Preserve bank credit lines. Financing doesn’t affect your bank borrowing limits. You still have 100% of your credit available.
Avoid obsolescence. Upgrade finances are easy with most modern equipment always available.
Conserve working capital. Cash isn’t tied up in overhead, it’s free for income producing investments. Financing improves cash flow and does not require a down payment. You can acquire the equipment and software you need without tying up capital with 100% financing. Use your working capital for other areas of your business such as expansion, improvements, marketing or R&D.
Financing agreements may have accounting benefits. Monthly payments may be deductible as operating expenses rather than accounting for the equipment as an asset.
Combine Multiple Vendors: Combine products from multiple vendors into one easy monthly payment.

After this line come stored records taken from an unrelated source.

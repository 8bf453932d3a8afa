//! `Frame`: the tagged value every client request/response and every
//! journaled command is built from.
//!
//! The encoding is a line protocol modeled on a widely known cache server's
//! request format: a one-byte tag, a CRLF-terminated header, and for bulk
//! strings a CRLF-terminated payload. This must be byte-exact — the journal
//! replays commands by re-parsing exactly what the dispatcher received.

use std::fmt;
use std::io::{self, BufRead, Write};

/// A request/response value in the wire protocol.
#[derive(Debug, Clone, PartialEq, Eq)]
pub enum Frame {
    Simple(String),
    Error(String),
    Integer(i64),
    Bulk(Vec<u8>),
    Null,
    Array(Vec<Frame>),
}

/// Errors raised while parsing a frame off the wire (or out of the journal).
#[derive(Debug)]
pub enum FrameError {
    Io(io::Error),
    /// The line didn't end in `\r\n` where the protocol requires it.
    MissingCrlf,
    /// The tag byte wasn't one of `+-:$_*`.
    UnknownTag(u8),
    /// A length/count header wasn't a valid decimal integer.
    InvalidInteger,
    /// Connection closed with nothing to read.
    Eof,
}

impl fmt::Display for FrameError {
    fn fmt(&self, f: &mut fmt::Formatter<'_>) -> fmt::Result {
        match self {
            FrameError::Io(e) => write!(f, "i/o error reading frame: {e}"),
            FrameError::MissingCrlf => write!(f, "frame line missing CRLF terminator"),
            FrameError::UnknownTag(b) => write!(f, "unknown frame tag byte {b:#04x}"),
            FrameError::InvalidInteger => write!(f, "frame header is not a valid integer"),
            FrameError::Eof => write!(f, "end of input while reading a frame"),
        }
    }
}

impl std::error::Error for FrameError {}

impl From<io::Error> for FrameError {
    fn from(e: io::Error) -> Self {
        FrameError::Io(e)
    }
}

impl Frame {
    /// Writes the byte-exact wire encoding of this frame to `out`.
    pub fn encode(&self, out: &mut Vec<u8>) {
        match self {
            Frame::Simple(s) => {
                out.push(b'+');
                out.extend_from_slice(s.as_bytes());
                out.extend_from_slice(b"\r\n");
            }
            Frame::Error(s) => {
                out.push(b'-');
                out.extend_from_slice(s.as_bytes());
                out.extend_from_slice(b"\r\n");
            }
            Frame::Integer(n) => {
                out.push(b':');
                out.extend_from_slice(n.to_string().as_bytes());
                out.extend_from_slice(b"\r\n");
            }
            Frame::Bulk(b) => {
                out.push(b'$');
                out.extend_from_slice(b.len().to_string().as_bytes());
                out.extend_from_slice(b"\r\n");
                out.extend_from_slice(b);
                out.extend_from_slice(b"\r\n");
            }
            Frame::Null => {
                out.extend_from_slice(b"_\r\n");
            }
            Frame::Array(items) => {
                out.push(b'*');
                out.extend_from_slice(items.len().to_string().as_bytes());
                out.extend_from_slice(b"\r\n");
                for item in items {
                    item.encode(out);
                }
            }
        }
    }

    /// Convenience wrapper around [`Frame::encode`] for callers that just
    /// want the bytes (the journal; tests).
    pub fn to_bytes(&self) -> Vec<u8> {
        let mut out = Vec::new();
        self.encode(&mut out);
        out
    }

    /// Reads one frame from `r`. Used by both the connection handler and the
    /// journal replayer.
    pub fn decode(r: &mut impl BufRead) -> Result<Frame, FrameError> {
        let line = read_line(r)?;
        let (tag, rest) = line.split_first().ok_or(FrameError::Eof)?;
        match tag {
            b'+' => Ok(Frame::Simple(String::from_utf8_lossy(rest).into_owned())),
            b'-' => Ok(Frame::Error(String::from_utf8_lossy(rest).into_owned())),
            b':' => Ok(Frame::Integer(parse_i64(rest)?)),
            b'_' => Ok(Frame::Null),
            b'$' => {
                let len = parse_i64(rest)?;
                if len < 0 {
                    return Ok(Frame::Null);
                }
                let mut buf = vec![0u8; len as usize];
                r.read_exact(&mut buf)?;
                let mut crlf = [0u8; 2];
                r.read_exact(&mut crlf)?;
                if crlf != *b"\r\n" {
                    return Err(FrameError::MissingCrlf);
                }
                Ok(Frame::Bulk(buf))
            }
            b'*' => {
                let count = parse_i64(rest)?;
                let mut items = Vec::with_capacity(count.max(0) as usize);
                for _ in 0..count.max(0) {
                    items.push(Frame::decode(r)?);
                }
                Ok(Frame::Array(items))
            }
            other => Err(FrameError::UnknownTag(*other)),
        }
    }

    /// Interprets an `Array` of `Bulk` frames as a command line: the
    /// uppercased command name and its raw argument bytes. This is the only
    /// shape a real client request takes in this protocol.
    pub fn as_command(&self) -> Option<(String, Vec<Vec<u8>>)> {
        let Frame::Array(items) = self else {
            return None;
        };
        let mut parts = items.iter();
        let Frame::Bulk(name) = parts.next()? else {
            return None;
        };
        let name = String::from_utf8_lossy(name).to_uppercase();
        let mut args = Vec::with_capacity(items.len().saturating_sub(1));
        for item in parts {
            match item {
                Frame::Bulk(b) => args.push(b.clone()),
                _ => return None,
            }
        }
        Some((name, args))
    }

    /// Builds the command-line `Array` shape from a name and raw arguments —
    /// the inverse of [`Frame::as_command`]. Used to re-frame a command for
    /// the journal.
    pub fn command(name: &str, args: &[Vec<u8>]) -> Frame {
        let mut items = Vec::with_capacity(args.len() + 1);
        items.push(Frame::Bulk(name.as_bytes().to_vec()));
        items.extend(args.iter().cloned().map(Frame::Bulk));
        Frame::Array(items)
    }
}

fn read_line(r: &mut impl BufRead) -> Result<Vec<u8>, FrameError> {
    let mut line = Vec::new();
    let n = r.read_until(b'\n', &mut line)?;
    if n == 0 {
        return Err(FrameError::Eof);
    }
    if line.len() < 2 || &line[line.len() - 2..] != b"\r\n" {
        return Err(FrameError::MissingCrlf);
    }
    line.truncate(line.len() - 2);
    Ok(line)
}

fn parse_i64(bytes: &[u8]) -> Result<i64, FrameError> {
    std::str::from_utf8(bytes)
        .ok()
        .and_then(|s| s.parse().ok())
        .ok_or(FrameError::InvalidInteger)
}

/// Writes `frame` to `w` and flushes. Shared by the connection handler and
/// anything else that needs to hand a reply straight to a socket.
pub fn write_frame(w: &mut impl Write, frame: &Frame) -> io::Result<()> {
    w.write_all(&frame.to_bytes())?;
    w.flush()
}
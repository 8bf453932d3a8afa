//! The keyspace: four independently-locked mappings (strings, hashes, sets,
//! lists) plus the typed operations client commands invoke.
//!
//! Each mapping has exactly one mutual-exclusion guard; all reads and writes
//! on a mapping take that guard, and the guards are not reentrant. This is
//! deliberately per-mapping rather than a single global lock: the dump
//! writer (see [`crate::dump::writer`]) needs to iterate one mapping at a
//! time without blocking unrelated command types, and no client operation
//! ever needs cross-mapping atomicity.

pub mod hashes;
pub mod lists;
pub mod sets;
pub mod strings;

use std::sync::Mutex;

pub use hashes::Hashes;
pub use lists::Lists;
pub use sets::Sets;
pub use strings::{StringError, Strings};

/// The full in-memory store. Cheaply clonable via `Arc<Keyspace>` at the
/// call sites that need to share it across threads (the acceptor loop and
/// the dump writer).
#[derive(Default)]
pub struct Keyspace {
    pub(crate) strings: Mutex<Strings>,
    pub(crate) hashes: Mutex<Hashes>,
    pub(crate) sets: Mutex<Sets>,
    pub(crate) lists: Mutex<Lists>,
}

impl Keyspace {
    pub fn new() -> Self {
        Self::default()
    }

    // ── Strings ──────────────────────────────────────────────────────────

    pub fn set(&self, key: &[u8], value: Vec<u8>) {
        self.strings.lock().unwrap().set(key, value);
    }

    pub fn get(&self, key: &[u8]) -> Option<Vec<u8>> {
        self.strings.lock().unwrap().get(key)
    }

    pub fn mget(&self, keys: &[Vec<u8>]) -> Vec<Option<Vec<u8>>> {
        self.strings.lock().unwrap().mget(keys)
    }

    pub fn incr(&self, key: &[u8]) -> Result<i64, StringError> {
        self.strings.lock().unwrap().incr(key)
    }

    pub fn incrby(&self, key: &[u8], delta: i64) -> Result<i64, StringError> {
        self.strings.lock().unwrap().incrby(key, delta)
    }

    // ── Hashes ───────────────────────────────────────────────────────────

    pub fn hset(&self, key: &[u8], field: &[u8], value: Vec<u8>) {
        self.hashes.lock().unwrap().hset(key, field, value);
    }

    pub fn hget(&self, key: &[u8], field: &[u8]) -> Option<Vec<u8>> {
        self.hashes.lock().unwrap().hget(key, field)
    }

    pub fn hgetall(&self, key: &[u8]) -> Option<Vec<(Vec<u8>, Vec<u8>)>> {
        self.hashes.lock().unwrap().hgetall(key)
    }

    // ── Sets ─────────────────────────────────────────────────────────────

    pub fn sadd(&self, key: &[u8], members: Vec<Vec<u8>>) -> usize {
        self.sets.lock().unwrap().sadd(key, members)
    }

    pub fn srem(&self, key: &[u8], members: &[Vec<u8>]) -> usize {
        self.sets.lock().unwrap().srem(key, members)
    }

    pub fn sismember(&self, key: &[u8], member: &[u8]) -> bool {
        self.sets.lock().unwrap().sismember(key, member)
    }

    pub fn scard(&self, key: &[u8]) -> usize {
        self.sets.lock().unwrap().scard(key)
    }

    // ── Lists ────────────────────────────────────────────────────────────

    pub fn rpush(&self, key: &[u8], values: Vec<Vec<u8>>) -> usize {
        self.lists.lock().unwrap().rpush(key, values)
    }

    pub fn lpush(&self, key: &[u8], values: Vec<Vec<u8>>) -> usize {
        self.lists.lock().unwrap().lpush(key, values)
    }

    pub fn lpop(&self, key: &[u8]) -> Option<Vec<u8>> {
        self.lists.lock().unwrap().lpop(key)
    }

    pub fn rpop(&self, key: &[u8]) -> Option<Vec<u8>> {
        self.lists.lock().unwrap().rpop(key)
    }

    pub fn llen(&self, key: &[u8]) -> usize {
        self.lists.lock().unwrap().llen(key)
    }

    pub fn lindex(&self, key: &[u8], index: i64) -> Option<Vec<u8>> {
        self.lists.lock().unwrap().lindex(key, index)
    }

    pub fn lrange(&self, key: &[u8], start: i64, stop: i64) -> Vec<Vec<u8>> {
        self.lists.lock().unwrap().lrange(key, start, stop)
    }
}

#[cfg(test)]
mod tests {
    use super::*;

    #[test]
    fn mappings_are_independent_by_key_name() {
        let ks = Keyspace::new();
        ks.set(b"shared", b"string-value".to_vec());
        ks.sadd(b"shared", vec![b"member".to_vec()]);
        // Same name in two mappings is not checked, and not expected to collide.
        assert_eq!(ks.get(b"shared"), Some(b"string-value".to_vec()));
        assert_eq!(ks.scard(b"shared"), 1);
    }

    #[test]
    fn list_key_disappears_after_last_pop() {
        let ks = Keyspace::new();
        ks.rpush(b"l", vec![b"a".to_vec()]);
        assert_eq!(ks.llen(b"l"), 1);
        ks.rpop(b"l");
        assert_eq!(ks.llen(b"l"), 0);
    }
}
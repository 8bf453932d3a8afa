//! Round-trips a handful of commands through the wire frame codec and the
//! dispatch table together, the way a real connection would see them.

use std::io::Cursor;

use rekv::commands::dispatch;
use rekv::keyspace::Keyspace;
use rekv::wire::Frame;

fn send(keyspace: &Keyspace, name: &str, args: &[&[u8]]) -> Frame {
    let args: Vec<Vec<u8>> = args.iter().map(|a| a.to_vec()).collect();
    let request = Frame::command(name, &args);

    // Round-trip the request through the wire encoding, as a real client
    // connection would.
    let bytes = request.to_bytes();
    let mut cursor = Cursor::new(bytes);
    let decoded = Frame::decode(&mut cursor).unwrap();
    let (name, args) = decoded.as_command().unwrap();

    let reply = dispatch(&name, &args, keyspace);

    // The reply itself must also be byte-exact over the wire.
    let reply_bytes = reply.to_bytes();
    let mut reply_cursor = Cursor::new(reply_bytes);
    Frame::decode(&mut reply_cursor).unwrap()
}

#[test]
fn ping_replies_pong() {
    let keyspace = Keyspace::new();
    assert_eq!(send(&keyspace, "PING", &[]), Frame::Simple("PONG".into()));
}

#[test]
fn set_get_incr_sequence() {
    let keyspace = Keyspace::new();
    assert_eq!(send(&keyspace, "SET", &[b"counter", b"9"]), Frame::Simple("OK".into()));
    assert_eq!(send(&keyspace, "INCR", &[b"counter"]), Frame::Integer(10));
    assert_eq!(send(&keyspace, "GET", &[b"counter"]), Frame::Bulk(b"10".to_vec()));
}

#[test]
fn list_commands_compose_through_the_wire() {
    let keyspace = Keyspace::new();
    send(&keyspace, "RPUSH", &[b"L", b"a", b"b", b"c"]);
    send(&keyspace, "LPUSH", &[b"L", b"x", b"y"]);
    let reply = send(&keyspace, "LRANGE", &[b"L", b"0", b"-1"]);
    assert_eq!(
        reply,
        Frame::Array(vec![
            Frame::Bulk(b"y".to_vec()),
            Frame::Bulk(b"x".to_vec()),
            Frame::Bulk(b"a".to_vec()),
            Frame::Bulk(b"b".to_vec()),
            Frame::Bulk(b"c".to_vec()),
        ])
    );
}

#[test]
fn set_commands_report_cardinality_through_the_wire() {
    let keyspace = Keyspace::new();
    assert_eq!(send(&keyspace, "SADD", &[b"s", b"a", b"a", b"b"]), Frame::Integer(2));
    assert_eq!(send(&keyspace, "SADD", &[b"s", b"a"]), Frame::Integer(0));
    assert_eq!(send(&keyspace, "SCARD", &[b"s"]), Frame::Integer(2));
}

#[test]
fn unknown_command_and_bad_arity_surface_as_error_frames_not_panics() {
    let keyspace = Keyspace::new();
    assert!(matches!(send(&keyspace, "NOPE", &[]), Frame::Error(_)));
    assert!(matches!(send(&keyspace, "SET", &[b"only_one"]), Frame::Error(_)));
}
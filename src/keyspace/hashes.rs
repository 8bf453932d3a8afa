//! Hash values: field → value maps with unique fields per hash.

use std::collections::HashMap;

#[derive(Default)]
pub struct Hashes {
    map: HashMap<Vec<u8>, HashMap<Vec<u8>, Vec<u8>>>,
}

impl Hashes {
    pub fn new() -> Self {
        Self::default()
    }

    pub fn hset(&mut self, key: &[u8], field: &[u8], value: Vec<u8>) {
        self.map
            .entry(key.to_vec())
            .or_default()
            .insert(field.to_vec(), value);
    }

    pub fn hget(&self, key: &[u8], field: &[u8]) -> Option<Vec<u8>> {
        self.map.get(key)?.get(field).cloned()
    }

    /// All (field, value) pairs for `key`, in unspecified order. `None` if
    /// the hash doesn't exist.
    pub fn hgetall(&self, key: &[u8]) -> Option<Vec<(Vec<u8>, Vec<u8>)>> {
        let fields = self.map.get(key)?;
        Some(fields.iter().map(|(f, v)| (f.clone(), v.clone())).collect())
    }

    /// Iterates every (key, [(field, value), ...]) pair. Used by the dump writer.
    pub fn iter(&self) -> impl Iterator<Item = (&[u8], Vec<(&[u8], &[u8])>)> {
        self.map.iter().map(|(k, fields)| {
            (
                k.as_slice(),
                fields.iter().map(|(f, v)| (f.as_slice(), v.as_slice())).collect(),
            )
        })
    }

    /// Inserts a fully-formed hash during snapshot/journal recovery.
    pub fn insert_fields(&mut self, key: &[u8], fields: Vec<(Vec<u8>, Vec<u8>)>) {
        let entry = self.map.entry(key.to_vec()).or_default();
        for (f, v) in fields {
            entry.insert(f, v);
        }
    }
}
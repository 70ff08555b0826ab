use chrono::{DateTime, Utc};
use serde::{Deserialize, Serialize};
use std::path::PathBuf;
use uuid::Uuid;

use crate::core::events::TaskState;
use crate::models::media::{Classification, Item};

pub const CANCELLED_MESSAGE: &str = "Download cancelled";

#[derive(Debug, Clone, Serialize, Deserialize)]
pub struct DownloadOptions {
    pub subtitles: bool,
    pub thumbnail: bool,
    pub description: bool,
    pub resume: bool,
    pub embed_metadata: bool,
    /// Passed through as `--limit-rate`, e.g. `"2M"` or `"500K"`.
    pub rate_limit: Option<String>,
    /// Include the whole collection when the URL points into one.
    pub whole_collection: bool,
    pub cookies_file: Option<PathBuf>,
    pub skip_existing: bool,
    #[serde(default)]
    pub extra_flags: Vec<String>,
}

impl Default for DownloadOptions {
    fn default() -> Self {
        Self {
            subtitles: false,
            thumbnail: false,
            description: false,
            resume: true,
            embed_metadata: true,
            rate_limit: None,
            whole_collection: false,
            cookies_file: None,
            skip_existing: true,
            extra_flags: Vec::new(),
        }
    }
}

impl DownloadOptions {
    pub fn wants_auxiliary(&self) -> bool {
        self.description || self.thumbnail
    }
}

/// One attempt to materialize an item as a file.
#[derive(Debug, Clone, Serialize, Deserialize)]
pub struct DownloadTask {
    pub id: Uuid,
    pub item: Item,
    /// `"best"`, `"worst"` or a height bound such as `"720p"`.
    pub quality: String,
    /// Container or audio codec, e.g. `"mp4"` or `"mp3"`.
    pub format: Option<String>,
    pub audio_only: bool,
    /// Overrides the classification derived from the item metadata.
    pub classification: Option<Classification>,
    pub options: DownloadOptions,
}

impl DownloadTask {
    pub fn new(item: Item) -> Self {
        Self {
            id: Uuid::new_v4(),
            item,
            quality: "best".into(),
            format: None,
            audio_only: false,
            classification: None,
            options: DownloadOptions::default(),
        }
    }

    pub fn audio(mut self, format: impl Into<String>) -> Self {
        self.audio_only = true;
        self.format = Some(format.into());
        self
    }

    pub fn quality(mut self, quality: impl Into<String>) -> Self {
        self.quality = quality.into();
        self
    }

    pub fn format(mut self, format: Option<String>) -> Self {
        self.format = format;
        self
    }

    pub fn classified_as(mut self, classification: Classification) -> Self {
        self.classification = Some(classification);
        self
    }

    pub fn with_options(mut self, options: DownloadOptions) -> Self {
        self.options = options;
        self
    }
}

/// Outcome of one download task. Never mutated once produced.
#[derive(Debug, Clone, Serialize, Deserialize)]
pub struct DownloadResult {
    pub success: bool,
    pub file_path: Option<PathBuf>,
    pub error_message: String,
    pub source_backend: String,
    pub outcome: TaskState,
}

impl DownloadResult {
    pub fn completed(file_path: PathBuf, backend: impl Into<String>) -> Self {
        Self {
            success: true,
            file_path: Some(file_path),
            error_message: String::new(),
            source_backend: backend.into(),
            outcome: TaskState::Completed,
        }
    }

    pub fn failed(message: impl Into<String>, backend: impl Into<String>) -> Self {
        Self {
            success: false,
            file_path: None,
            error_message: message.into(),
            source_backend: backend.into(),
            outcome: TaskState::Failed,
        }
    }

    pub fn cancelled(backend: impl Into<String>) -> Self {
        Self {
            success: false,
            file_path: None,
            error_message: CANCELLED_MESSAGE.to_string(),
            source_backend: backend.into(),
            outcome: TaskState::Cancelled,
        }
    }

    pub fn is_cancelled(&self) -> bool {
        self.outcome == TaskState::Cancelled
    }

    /// The `(success, file_path, error_message)` triple reported to callers.
    pub fn as_triple(&self) -> (bool, Option<PathBuf>, String) {
        (self.success, self.file_path.clone(), self.error_message.clone())
    }
}

#[derive(Debug, Clone, Serialize)]
pub struct LoggedResult {
    pub task_id: Uuid,
    pub title: String,
    pub finished_at: DateTime<Utc>,
    pub result: DownloadResult,
}

/// Process-local, append-only record of finished tasks.
#[derive(Debug, Default)]
pub struct ResultLog {
    entries: Vec<LoggedResult>,
}

impl ResultLog {
    pub fn new() -> Self {
        Self::default()
    }

    pub fn append(&mut self, task: &DownloadTask, result: DownloadResult) {
        self.entries.push(LoggedResult {
            task_id: task.id,
            title: task.item.display_name(),
            finished_at: Utc::now(),
            result,
        });
    }

    pub fn entries(&self) -> &[LoggedResult] {
        &self.entries
    }

    pub fn total(&self) -> usize {
        self.entries.len()
    }

    pub fn success_count(&self) -> usize {
        self.entries.iter().filter(|e| e.result.success).count()
    }

    pub fn triples(&self) -> Vec<(bool, Option<PathBuf>, String)> {
        self.entries.iter().map(|e| e.result.as_triple()).collect()
    }
}

#[cfg(test)]
mod tests {
    use super::*;

    #[test]
    fn cancelled_result_triple() {
        let result = DownloadResult::cancelled("ytdlp");
        assert_eq!(result.as_triple(), (false, None, CANCELLED_MESSAGE.to_string()));
        assert!(result.is_cancelled());
    }

    #[test]
    fn result_log_counts() {
        let task = DownloadTask::new(Item::new("1", "Song", "u"));
        let mut log = ResultLog::new();
        log.append(&task, DownloadResult::completed(PathBuf::from("a.mp3"), "youtube"));
        log.append(&task, DownloadResult::failed("boom", "soundcloud"));
        assert_eq!(log.total(), 2);
        assert_eq!(log.success_count(), 1);
        assert_eq!(log.triples()[1], (false, None, "boom".to_string()));
    }
}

Speed and Simplicity: Financing approvals can be obtained in hours and can allow you to respond quickly to new opportunities with minimal documentation and red tape. With financing, inclusion of your financial statements is generally not necessary if your transaction amount is below $150,000.
Tax treatments are determined by state and the end of term option [Buyout Option]. Documentation fees are taxable in California. Sales tax will be collected and remitted to each state by Blue Street Capital, LLC. Sales tax will always be based on the equipment location.